Stream : Les artistes ont plus de libertés et moins de contraintes ?

Rudy Ricciotti : Le romorantin ou le viognier sont de vrais artistes.
Stream : Ils ont beaucoup moins de responsabilités, peut-être ?
Rudy Ricciotti : Tu es gonflé à propos des blancs ! Parce que les artistes ne touchent qu’au symbolique et les architectes touchent au fonctionnel, à l’économique, à l’esthétique, au politique et au symbolique. Y en a qui touchent le ballon et d’autres qui s’en battent les couilles ! Quand un artiste souhaite se rapprocher du monde économique, cela produit des saynètes sociales, auxquels peu en réchappent. Le breton Gilles Mahé s’en sortait par la question relationnelle, mais pas la parisienne Sophie Calle. C’est l’art français qui souffre raisonnablement ! Mais en matière d’obsessions je préfère celles de Daniel Buren. L’art c’est plus une traque qui réagit à coup de flingue dans la tête. Regarde Catherine Breillat, ça c’est une dame qui a du ventre, c’est du cru, c’est du dur. Nous sommes sémiologiquement très maladroits à tenter de rapprocher l’art de l’architecture. Mais la rencontre des économies et de l’architecture est plus explicite pour l’architecture, notamment sur le terrain légal, et c’est là qu’il y a de véritables territoires d’inventions. C’est dans le croisement de l’architecture et des terrains juridiques que l’on explorera la créativité et les conquêtes.
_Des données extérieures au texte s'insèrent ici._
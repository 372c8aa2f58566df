//! Photo → search term inference endpoint
//!
//! `POST /api/infer?variant=quick|catalog` with the raw image bytes as body.
//! The image is decoded off the async runtime, then handed to the shared
//! pipeline for the requested variant. A dropped request drops the pipeline
//! future, which aborts the in-flight recognizers.

use axum::{
    body::Bytes,
    extract::{Query, State},
    routing::post,
    Json, Router,
};
use serde::{Deserialize, Serialize};
use std::sync::Arc;
use tracing::{info, warn};

use crate::error::{ApiError, ApiResult};
use crate::services::StoreLink;
use crate::types::{InferenceOutcome, ProductCategory};
use crate::utils::decode_image_blocking;
use crate::AppState;

/// Pipeline variant selected by the caller
#[derive(Debug, Clone, Copy, Default, PartialEq, Eq, Serialize, Deserialize)]
#[serde(rename_all = "snake_case")]
pub enum Variant {
    /// Search phrase only (cutoff 3)
    #[default]
    Quick,
    /// Search phrase plus category guess (cutoff 5)
    Catalog,
}

#[derive(Debug, Default, Deserialize)]
pub struct InferParams {
    #[serde(default)]
    pub variant: Variant,
}

#[derive(Debug, Clone, Copy, PartialEq, Eq, Serialize)]
#[serde(rename_all = "snake_case")]
pub enum InferStatus {
    Detected,
    NoTermDetected,
}

/// Inference response
#[derive(Debug, Serialize)]
pub struct InferResponse {
    pub status: InferStatus,
    pub variant: Variant,
    #[serde(skip_serializing_if = "Option::is_none")]
    pub search_term: Option<String>,
    #[serde(skip_serializing_if = "Option::is_none")]
    pub category: Option<ProductCategory>,
    /// Store search links (empty when nothing was detected)
    pub links: Vec<StoreLink>,
}

/// POST /api/infer
pub async fn infer(
    State(state): State<AppState>,
    Query(params): Query<InferParams>,
    body: Bytes,
) -> ApiResult<Json<InferResponse>> {
    let image = decode_image_blocking(body.to_vec()).await.map_err(|e| {
        warn!(error = %e, "Rejected upload");
        ApiError::BadRequest(format!("Could not decode image: {:#}", e))
    })?;

    let pipeline = match params.variant {
        Variant::Quick => &state.quick,
        Variant::Catalog => &state.catalog,
    };

    let response = match pipeline.infer(Arc::new(image)).await {
        InferenceOutcome::Detected(result) => {
            let links = state.links.links_for(&result.search_term);
            InferResponse {
                status: InferStatus::Detected,
                variant: params.variant,
                search_term: Some(result.search_term),
                category: result.category_guess,
                links,
            }
        }
        InferenceOutcome::NoTermDetected => InferResponse {
            status: InferStatus::NoTermDetected,
            variant: params.variant,
            search_term: None,
            category: None,
            links: Vec::new(),
        },
        InferenceOutcome::Cancelled => {
            let message = "Inference cancelled before completion".to_string();
            state.record_error(&message).await;
            return Err(ApiError::Internal(message));
        }
    };

    info!(variant = ?params.variant, status = ?response.status, "Inference request complete");
    Ok(Json(response))
}

/// Build inference routes
pub fn infer_routes() -> Router<AppState> {
    Router::new().route("/api/infer", post(infer))
}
Le jour où je m’étais barré d’Archilab en 2000, qu’il fallait investir les vides juridiques et être un avocat sévère pour rêver d’être architecte !
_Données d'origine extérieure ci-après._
//! Configuration for snapcart-ai
//!
//! Bootstrap settings come from `snapcart-ai.toml` (see `resolve_config_file`
//! for the lookup order); a missing file means built-in defaults. Environment
//! variables override individual recognizer endpoints.

use crate::extractors::{RecognizerSet, RemoteRecognizer, StaticRecognizer};
use crate::fusion::selector::{CATALOG_CUTOFF, QUICK_CUTOFF};
use crate::services::store_links::StoreTemplate;
use crate::types::{Recognizer, SourceKind};
use crate::workflow::PipelineConfig;
use serde::{Deserialize, Serialize};
use snapcart_common::config::{load_toml_config, write_toml_config, LoggingConfig};
use snapcart_common::{Error, Result};
use std::path::{Path, PathBuf};
use std::sync::Arc;
use std::time::Duration;
use tracing::{info, warn};

/// Config file name looked up in the platform config directory
pub const CONFIG_FILE_NAME: &str = "snapcart-ai.toml";

/// Environment variable naming an explicit config file
pub const CONFIG_ENV_VAR: &str = "SNAPCART_CONFIG";

/// Default HTTP port
pub const DEFAULT_PORT: u16 = 5780;

/// Service configuration (TOML)
#[derive(Debug, Clone, Serialize, Deserialize)]
pub struct AiConfig {
    /// Folder holding the product database
    #[serde(default)]
    pub root_folder: Option<PathBuf>,

    #[serde(default = "default_port")]
    pub port: u16,

    #[serde(default)]
    pub logging: LoggingConfig,

    #[serde(default)]
    pub pipeline: PipelineSettings,

    #[serde(default)]
    pub recognizers: RecognizerSettings,

    /// Shopping sites for outbound search links
    #[serde(default = "default_stores")]
    pub stores: Vec<StoreTemplate>,
}

/// `[pipeline]` section
#[derive(Debug, Clone, Serialize, Deserialize)]
pub struct PipelineSettings {
    #[serde(default = "default_quick_cutoff")]
    pub quick_cutoff: usize,

    #[serde(default = "default_catalog_cutoff")]
    pub catalog_cutoff: usize,

    /// Per-adapter timeout in milliseconds; 0 waits indefinitely
    #[serde(default)]
    pub signal_timeout_ms: u64,

    /// Optional taxonomy TOML replacing the built-in table
    #[serde(default)]
    pub taxonomy_path: Option<PathBuf>,
}

/// `[recognizers]` section
#[derive(Debug, Clone, Serialize, Deserialize)]
pub struct RecognizerSettings {
    #[serde(default)]
    pub text_url: Option<String>,

    #[serde(default)]
    pub object_url: Option<String>,

    #[serde(default)]
    pub scene_url: Option<String>,

    #[serde(default = "default_request_timeout_ms")]
    pub request_timeout_ms: u64,
}

fn default_port() -> u16 {
    DEFAULT_PORT
}

fn default_quick_cutoff() -> usize {
    QUICK_CUTOFF
}

fn default_catalog_cutoff() -> usize {
    CATALOG_CUTOFF
}

fn default_request_timeout_ms() -> u64 {
    30_000
}

fn default_stores() -> Vec<StoreTemplate> {
    crate::services::store_links::default_stores()
}

impl Default for AiConfig {
    fn default() -> Self {
        Self {
            root_folder: None,
            port: DEFAULT_PORT,
            logging: LoggingConfig::default(),
            pipeline: PipelineSettings::default(),
            recognizers: RecognizerSettings::default(),
            stores: default_stores(),
        }
    }
}

impl Default for PipelineSettings {
    fn default() -> Self {
        Self {
            quick_cutoff: QUICK_CUTOFF,
            catalog_cutoff: CATALOG_CUTOFF,
            signal_timeout_ms: 0,
            taxonomy_path: None,
        }
    }
}

impl Default for RecognizerSettings {
    fn default() -> Self {
        Self {
            text_url: None,
            object_url: None,
            scene_url: None,
            request_timeout_ms: default_request_timeout_ms(),
        }
    }
}

impl AiConfig {
    /// Load config from `path`, or defaults when no file was found
    ///
    /// Runs before the tracing subscriber exists; the caller logs the outcome.
    pub fn load(path: Option<&Path>) -> Result<Self> {
        let mut config = match path {
            Some(path) => load_toml_config::<AiConfig>(path)?,
            None => AiConfig::default(),
        };
        config.apply_env_overrides();
        config.validate()?;
        Ok(config)
    }

    /// Write this configuration as TOML (atomic replace)
    pub fn save(&self, path: &Path) -> Result<()> {
        write_toml_config(self, path)
    }

    /// `SNAPCART_TEXT_URL`, `SNAPCART_OBJECT_URL`, `SNAPCART_SCENE_URL`
    fn apply_env_overrides(&mut self) {
        let overrides = [
            ("SNAPCART_TEXT_URL", &mut self.recognizers.text_url),
            ("SNAPCART_OBJECT_URL", &mut self.recognizers.object_url),
            ("SNAPCART_SCENE_URL", &mut self.recognizers.scene_url),
        ];
        for (var, slot) in overrides {
            if let Ok(value) = std::env::var(var) {
                if !value.trim().is_empty() {
                    *slot = Some(value);
                }
            }
        }
    }

    fn validate(&self) -> Result<()> {
        if self.pipeline.quick_cutoff == 0 || self.pipeline.catalog_cutoff == 0 {
            return Err(Error::Config(
                "pipeline cutoffs must be at least 1".to_string(),
            ));
        }
        for store in &self.stores {
            store.validate()?;
        }
        Ok(())
    }

    pub fn signal_timeout(&self) -> Option<Duration> {
        match self.pipeline.signal_timeout_ms {
            0 => None,
            ms => Some(Duration::from_millis(ms)),
        }
    }

    /// Search-only pipeline variant
    pub fn quick_pipeline(&self) -> PipelineConfig {
        PipelineConfig {
            cutoff: self.pipeline.quick_cutoff,
            ..PipelineConfig::quick_search()
        }
        .with_signal_timeout(self.signal_timeout())
    }

    /// Pipeline variant with category guess
    pub fn catalog_pipeline(&self) -> PipelineConfig {
        PipelineConfig {
            cutoff: self.pipeline.catalog_cutoff,
            ..PipelineConfig::catalog()
        }
        .with_signal_timeout(self.signal_timeout())
    }

    /// Build the three adapters; signals without an endpoint are unavailable
    pub fn build_recognizers(&self) -> RecognizerSet {
        let timeout = Duration::from_millis(self.recognizers.request_timeout_ms);
        let build = |kind: SourceKind, url: &Option<String>| -> Arc<dyn Recognizer> {
            let Some(url) = url.as_deref().filter(|u| !u.trim().is_empty()) else {
                warn!(signal = %kind, "No recognizer endpoint configured; signal disabled");
                return Arc::new(StaticRecognizer::unavailable(kind));
            };
            match RemoteRecognizer::new(kind, url, timeout) {
                Ok(recognizer) => {
                    info!(signal = %kind, endpoint = %url, "Remote recognizer configured");
                    Arc::new(recognizer)
                }
                Err(e) => {
                    warn!(signal = %kind, error = %e, "Recognizer setup failed; signal disabled");
                    Arc::new(StaticRecognizer::unavailable(kind))
                }
            }
        };

        RecognizerSet::new(
            build(SourceKind::Text, &self.recognizers.text_url),
            build(SourceKind::Object, &self.recognizers.object_url),
            build(SourceKind::Scene, &self.recognizers.scene_url),
        )
    }
}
Stream : Dans « Blitzkrieg » (Pamphlet sorti en 2005 aux éditions Transbordeurs), tu parles de « Djihad Architectural ». Ce « djihad » est mû par une idéologie, quelle serait la tienne ?
Rudy Ricciotti : Dans « Blitzkrieg », j’utilise avec emphase, le terme de « Djihad » pour parler de l’architecture provençale, du régionalisme, véritable ennemi à abattre. À l’image du terrorisme avec lequel la négociation est critiquable, les négociations ne sont pas possibles avec le régionalisme, car c’est une des formes premières de la culture générique. Le régionalisme et le « saturno-hollandisme » (l’hégémonie de l’architecture néerlandaise par les épigones de Rem Koolhaas érigée au rang de régionalisme international), sont à mettre au même niveau de prédation. Il s’agit de phénomènes pervers qui sont de l’ordre d’une fausse post-modernité, c’est-à-dire avec une faible conviction critique et qui parlent d’avantage de l’expressionnisme sensible que de la sensibilité brutale. Le foie gras et la crème brûlée, non ! La truffe et l’oursin, oui.
Stream : Ce sont deux échelles différentes pourtant ? Le « saturno-hollandisme », comme tu l’appelles, se propage et contamine le monde globalisé, alors que le régionalisme prend pour cible une région, un territoire donné avec ses raccourcis et ses clichés esthétiques ?


#slideshow-858
Rudy Ricciotti : En effet, mais le régionalisme comme maladie est armé par un tropisme extrêmement virulent qui s’étend. Notamment le tropisme méditerranéen que l’on retrouve au Japon, aux États-Unis, en passant par l’Amérique latine via l’Orient. Il y a eu une mutation, le méditerranéo-provençalisme s’est internationalisé. On s’aperçoit que cela se fait sans aucune dérision, littéralement. Cette mutation a dégénéré en deux versions : une, sacralisée qui est érigée au rang de sainteté dans les pays arabes, et une autre, en icône sexuelle au Japon. Le régionalisme est une pornographie faite au territoire et au contexte. Nous sommes dans le bégaiement réthorique.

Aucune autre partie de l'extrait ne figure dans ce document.